O papel da psicoterapia

os Pacientes com atípico bipolar, muitas vezes, apresentar-se com ansiedade e outras comorbidades que são melhor tratadas com psicoterapia para evitar o humor desestabilizar os riscos de um antidepressivo. Suas infâncias são marcadas pelo trauma, a adolescência descarrilada pelo início precoce da bipolaridade, e as vidas de adultos coloridos com relacionamentos tempestuosos e instabilidade temperamental – todas boas razões para recomendar terapia. Em contraste, aqueles com bipolaridade clássica tendem a ter personalidades mais saudáveis, o que pode representar um risco próprio. Estes pacientes confiantes, orientados para a ação, muitas vezes parar a medicação, acreditando que eles podem ficar bem por conta própria.

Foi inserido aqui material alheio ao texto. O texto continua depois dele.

// End-to-end: CSV on disk → validate → write valid records → reconcile against a second export

use std::fs;
use std::io::Write;
use std::path::Path;

use tempfile::TempDir;
use txn_integrity::{
    load_csv, order_level_defaults, screen_table, CollapseMode, ErrorKind, Reconciler, ReconConfig, Settings,
    SourceSpec, Validator,
};

const LEDGER: &str = "\
Order ID,transactionDate,transactionTotal,transactionSubtotal,transactionTax,transactionShippingHandling,transactionDiscount,currency,shipToCountry,shipToState,shipToZip,lineItemId,lineItemAmount,lineItemQuantity,lineItemDiscount,lineItemShippingHandling
1001,2025-01-15,118.00,100.00,8.00,15.00,5.00,usd,us,ca,94105,1001-1,100.00,1,0,0
1002,2025-01-16,200.00,100.00,8.00,15.00,5.00,USD,US,CA,94105,1002-1,100.00,1,0,0
1003,2025-01-17,54.00,50.00,4.00,0,0,JPY,US,NY,10001,1003-1,50.00,1,0,0
1004,01/18/2025,54.00,50.00,4.00,0,0,USD,US,NY,10001,1004-1,50.00,2,0,0
";

const STOREFRONT: &str = "\
Name,Shipping Province,Taxes
1001,CA,8.00
1004,NY,3.00
1005,TX,2.00
";

fn write_file(dir: &Path, name: &str, contents: &str) -> std::path::PathBuf {
    let path = dir.join(name);
    let mut file = fs::File::create(&path).unwrap();
    file.write_all(contents.as_bytes()).unwrap();
    path
}

fn settings() -> Settings {
    Settings::from_json(
        r#"{
            "validation": {"column_aliases": {"Order ID": "transactionId"}},
            "reconciliation": {
                "left": {"name": "ledger", "key_column": "transactionId", "metric_column": "transactionTax", "group_column": "shipToState"},
                "right": {"name": "storefront", "key_column": "Name", "metric_column": "Taxes", "group_column": "Shipping Province"}
            }
        }"#,
    )
    .unwrap()
}

#[test]
fn test_validate_file_with_aliases() {
    let dir = TempDir::new().unwrap();
    let path = write_file(dir.path(), "ledger.csv", LEDGER);
    let settings = settings();

    let mut table = load_csv(&path).unwrap();
    table.rename_columns(&settings.validation.column_aliases);
    assert!(table.has_column("transactionId"));

    let outcome = Validator::with_tolerance(settings.validation.tolerance).validate_table(&table);

    assert_eq!(outcome.total(), 4);
    assert_eq!(outcome.valid.len(), 2);
    assert_eq!(outcome.invalid.len(), 2);

    let kinds: Vec<ErrorKind> = outcome.invalid.iter().map(|i| i.kind).collect();
    assert_eq!(kinds, vec![ErrorKind::TotalMismatch, ErrorKind::InvalidEnumValue]);
    assert_eq!(outcome.invalid[0].transaction_id.as_deref(), Some("1002"));

    let first = &outcome.valid[0].record;
    assert_eq!(first.ship_to_country, "US");
    assert_eq!(first.ship_to_state.as_deref(), Some("CA"));
}

const ORDERS: &str = "\
transactionId,transactionDate,transactionTotal,transactionSubtotal,transactionTax,transactionShippingHandling,transactionDiscount,currency,shipToCountry,shipToState,shipToZip
2001,2025-02-01,118.00,100.00,8.00,15.00,5.00,USD,US,CA,94105
2002,2025-02-02,54.00,50.00,4.00,0,0,USD,US,NY,10001
";

#[test]
fn test_order_level_export_validates_with_defaults() {
    let dir = TempDir::new().unwrap();
    let path = write_file(dir.path(), "orders.csv", ORDERS);

    // Without defaults every row lacks its line-item columns
    let bare = load_csv(&path).unwrap();
    let outcome = Validator::new().validate_table(&bare);
    assert_eq!(outcome.valid.len(), 0);
    assert_eq!(outcome.invalid[0].error, "Missing required field: lineItemId");

    let mut settings = Settings::default();
    settings.validation.column_defaults = order_level_defaults();

    let mut table = load_csv(&path).unwrap();
    settings.validation.prepare(&mut table);
    let outcome = Validator::new().validate_table(&table);

    assert_eq!(outcome.valid.len(), 2);
    let record = &outcome.valid[0].record;
    assert_eq!(record.line_item_id, "2001");
    assert_eq!(record.line_item_amount, 100.0);
    assert_eq!(record.line_item_quantity, 1);
    assert_eq!(record.ship_from_country, None);
}

#[test]
fn test_screen_then_validate() {
    let dir = TempDir::new().unwrap();
    let path = write_file(dir.path(), "ledger.csv", LEDGER);

    let mut table = load_csv(&path).unwrap();
    table.rename_columns(&settings().validation.column_aliases);

    let screened = screen_table(&table, 0.01);
    assert_eq!(screened.excluded.len(), 1);
    assert_eq!(screened.excluded[0].transaction_id.as_deref(), Some("1002"));

    let outcome = Validator::new().validate_table(&screened.kept);
    assert_eq!(outcome.valid.len(), 2);
    assert_eq!(outcome.invalid.len(), 1);
}

#[test]
fn test_valid_records_reconcile_against_storefront() {
    let dir = TempDir::new().unwrap();
    let ledger_path = write_file(dir.path(), "ledger.csv", LEDGER);
    let storefront_path = write_file(dir.path(), "storefront.csv", STOREFRONT);
    let settings = settings();

    // Validate and write the valid records back out as CSV
    let mut table = load_csv(&ledger_path).unwrap();
    table.rename_columns(&settings.validation.column_aliases);
    let outcome = Validator::new().validate_table(&table);

    let valid_path = dir.path().join("valid.csv");
    let mut writer = csv::Writer::from_path(&valid_path).unwrap();
    for record in outcome.records() {
        writer.serialize(record).unwrap();
    }
    writer.flush().unwrap();

    // Reconcile the written file against the storefront export
    let left = load_csv(&valid_path).unwrap();
    let right = load_csv(&storefront_path).unwrap();
    assert_eq!(left.len(), 2);

    let reconciler = Reconciler::new(settings.reconciliation().unwrap().clone()).unwrap();
    let report = reconciler.reconcile(&left, &right).unwrap();
    let d = &report.file_details;

    assert_eq!(d.matching_orders, 2);
    assert_eq!(d.missing_from_right, 0);
    assert_eq!(d.missing_from_left_keys, vec!["1005"]);
    assert_eq!(d.left_metric_total, 12.0);
    assert_eq!(d.right_metric_total, 13.0);
    assert_eq!(d.matching_metric_difference, 1.0);

    let groups: Vec<&str> = report.group_differences.iter().map(|g| g.group.as_str()).collect();
    assert_eq!(groups, vec!["TX", "NY", "CA"]);
    assert_eq!(report.group_differences[2].percentage_difference, Some(0.0));
}

#[test]
fn test_reconcile_is_deterministic() {
    let left = txn_integrity::Table::from_csv_reader(STOREFRONT.as_bytes()).unwrap();
    let right = txn_integrity::Table::from_csv_reader(STOREFRONT.as_bytes()).unwrap();

    let spec = |name: &str| SourceSpec {
        name: name.to_string(),
        key_column: "Name".to_string(),
        metric_column: "Taxes".to_string(),
        group_column: "Shipping Province".to_string(),
    };
    let config = ReconConfig {
        left: spec("a"),
        right: spec("b"),
        extra_metrics: Vec::new(),
        segments: Vec::new(),
        collapse: CollapseMode::Sum,
    };

    let reconciler = Reconciler::new(config).unwrap();
    let first = reconciler.reconcile(&left, &right).unwrap();
    let second = reconciler.reconcile(&left, &right).unwrap();

    assert_eq!(first, second);
    assert!(first.is_balanced());
    assert_eq!(left.fingerprint(), right.fingerprint());
}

uma ferramenta de diagnóstico

bipolar atípico é muitas vezes esquecida porque as suas características mistas obscurecem os principais sintomas de hipo/mania. Mesmo quando os sintomas maníacos são endossados, eles são muitas vezes explicados pelas comorbidades, tais como impulsividade de vícios ou personalidade limítrofe; hiperatividade de TDAH; pensamentos rápidos de ansiedade; ou irritabilidade de TEPT.

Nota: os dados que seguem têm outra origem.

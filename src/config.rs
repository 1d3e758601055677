// ⚙️ Settings - JSON configuration for validation and reconciliation runs
// Every section is optional; an empty object yields the defaults

use crate::reconciliation::ReconConfig;
use crate::schema::DEFAULT_TOLERANCE;
use crate::table::{ColumnDefault, Table};
use anyhow::{Context, Result};
use serde::{Deserialize, Serialize};
use std::collections::BTreeMap;
use std::fs;
use std::path::Path;

fn default_tolerance() -> f64 {
    DEFAULT_TOLERANCE
}

#[derive(Debug, Clone, PartialEq, Serialize, Deserialize)]
pub struct ValidationSettings {
    /// Absolute tolerance for monetary comparisons
    #[serde(default = "default_tolerance")]
    pub tolerance: f64,

    /// Input header → canonical column name, applied before validation
    #[serde(default)]
    pub column_aliases: BTreeMap<String, String>,

    /// Columns to add when the input lacks them, applied after aliases
    #[serde(default)]
    pub column_defaults: BTreeMap<String, ColumnDefault>,
}

impl ValidationSettings {
    /// Rename aliased headers, then fill in missing columns
    pub fn prepare(&self, table: &mut Table) {
        table.rename_columns(&self.column_aliases);
        table.fill_missing_columns(&self.column_defaults);
    }
}

impl Default for ValidationSettings {
    fn default() -> Self {
        ValidationSettings {
            tolerance: DEFAULT_TOLERANCE,
            column_aliases: BTreeMap::new(),
            column_defaults: BTreeMap::new(),
        }
    }
}

#[derive(Debug, Clone, Default, PartialEq, Serialize, Deserialize)]
pub struct Settings {
    #[serde(default)]
    pub validation: ValidationSettings,

    /// Required by `reconcile`, ignored by `validate`
    #[serde(default)]
    pub reconciliation: Option<ReconConfig>,
}

impl Settings {
    /// Load settings from a JSON file
    pub fn from_file<P: AsRef<Path>>(path: P) -> Result<Self> {
        let content = fs::read_to_string(path.as_ref())
            .with_context(|| format!("Failed to read settings file: {:?}", path.as_ref()))?;

        Self::from_json(&content)
            .with_context(|| format!("Invalid settings file: {:?}", path.as_ref()))
    }

    pub fn from_json(content: &str) -> Result<Self> {
        let settings: Settings =
            serde_json::from_str(content).context("Failed to parse settings JSON")?;

        if !settings.validation.tolerance.is_finite() || settings.validation.tolerance < 0.0 {
            anyhow::bail!(
                "validation.tolerance must be a non-negative number, got {}",
                settings.validation.tolerance
            );
        }
        if let Some(recon) = &settings.reconciliation {
            recon.validate()?;
        }

        Ok(settings)
    }

    /// The reconciliation section, or an error naming what is missing
    pub fn reconciliation(&self) -> Result<&ReconConfig> {
        self.reconciliation
            .as_ref()
            .context("Settings have no \"reconciliation\" section")
    }
}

a chave, então, é olhar além dos sintomas e reunir outros marcadores confiáveis de transtorno bipolar, tais como história familiar, idade de início, e resposta ao tratamento. Um exemplo é o Índice de bipolaridade, uma escala de 100 pontos que avalia quão bem a história do paciente se assemelha à do transtorno bipolar clássico.10 os sinais de bipolar atípico também são capturados na escala, mas eles recebem menos pontos. E é assim que deve ser: o diagnóstico é sempre menos certo quando há algo incomum na apresentação. este artigo foi originalmente publicado em 4/5/2018 e desde então foi atualizado.

divulgações:

Dr. Aiken é o diretor do centro de tratamento de humor, Editor-Chefe do Relatório de Psiquiatria Carlat, e instrutor de Psiquiatria Clínica na Wake Forest University School of Medicine. Ele tem servido como um subinvestigador em ensaios clínicos de fase III e seus interesses de pesquisa incluem o diagnóstico de distúrbios de humor, novos agentes farmacológicos, e abordagens naturais e ambientais à saúde mental. Ele é o co-autor com Jim Phelps, MD, do Bipolar, não tanto, um livro de auto-Ajuda para o Bipolar II (W. W. Norton & Co; 2017). Ele não aceita honorários de empresas farmacêuticas.1. Ghaemi SN, Ko JY, Goodwin FK. “Cade’s disease” and beyond: misdiagnosis, antidepressant use, and a proposed definition for bipolar spectrum disorder. Pode Ser Psiquiatria. 2002;47:125–134.2. Rybakowski JK. Factores associados à eficácia do lítio na perturbação bipolar. Harv Rev Psychiatry. 2014;22:353–357.3. Marneros A, Goodwin F. distúrbios bipolares: Estados mistos, ciclismo rápido e formas atípicas. 2005. Cambridge University Press, Cambridge, UK.4. Muneer A. Estados mistos na perturbação bipolar: etiologia, patogénese e tratamento. Chonnam Med J. 2017; 53: 1-13.5. Grunze H, Walden J. relevância de anticonvulsivantes novos e recentemente redescobertos para formas atípicas de transtorno bipolar. J Disord. 2002; 72: S15-S21.6. Etain B, Lajnef M, Brichant-Petitjean C, et al. Trauma infantil e episódios mistos estão associados a uma resposta deficiente ao lítio em distúrbios bipolares. Acta Psychiatr Scand. 2017;135:319–327.7. Perugi G, Quaranta G, Dell’osso L. O significado dos Estados mistos em depressão e mania. Curr Psychiatry Rep. 2014; 16: 486.8. Kraepelin E. loucura maníaco-depressiva e paranóia. 1921. Edinburgh: e &s Livingstone.9. Tondo L, Baldessarini RJ, Hennen J, et al. Tratamento de manutenção de lítio da depressão e mania em distúrbios bipolares I e bipolares II. Sou Psiquiatra. 1998;155:638–645.10. Aiken CB, Weisler RH, Sachs GS. The Bipolarity Index: a clinician-rated measure of diagnostic confidence. J Disord. 2015;177:59–64.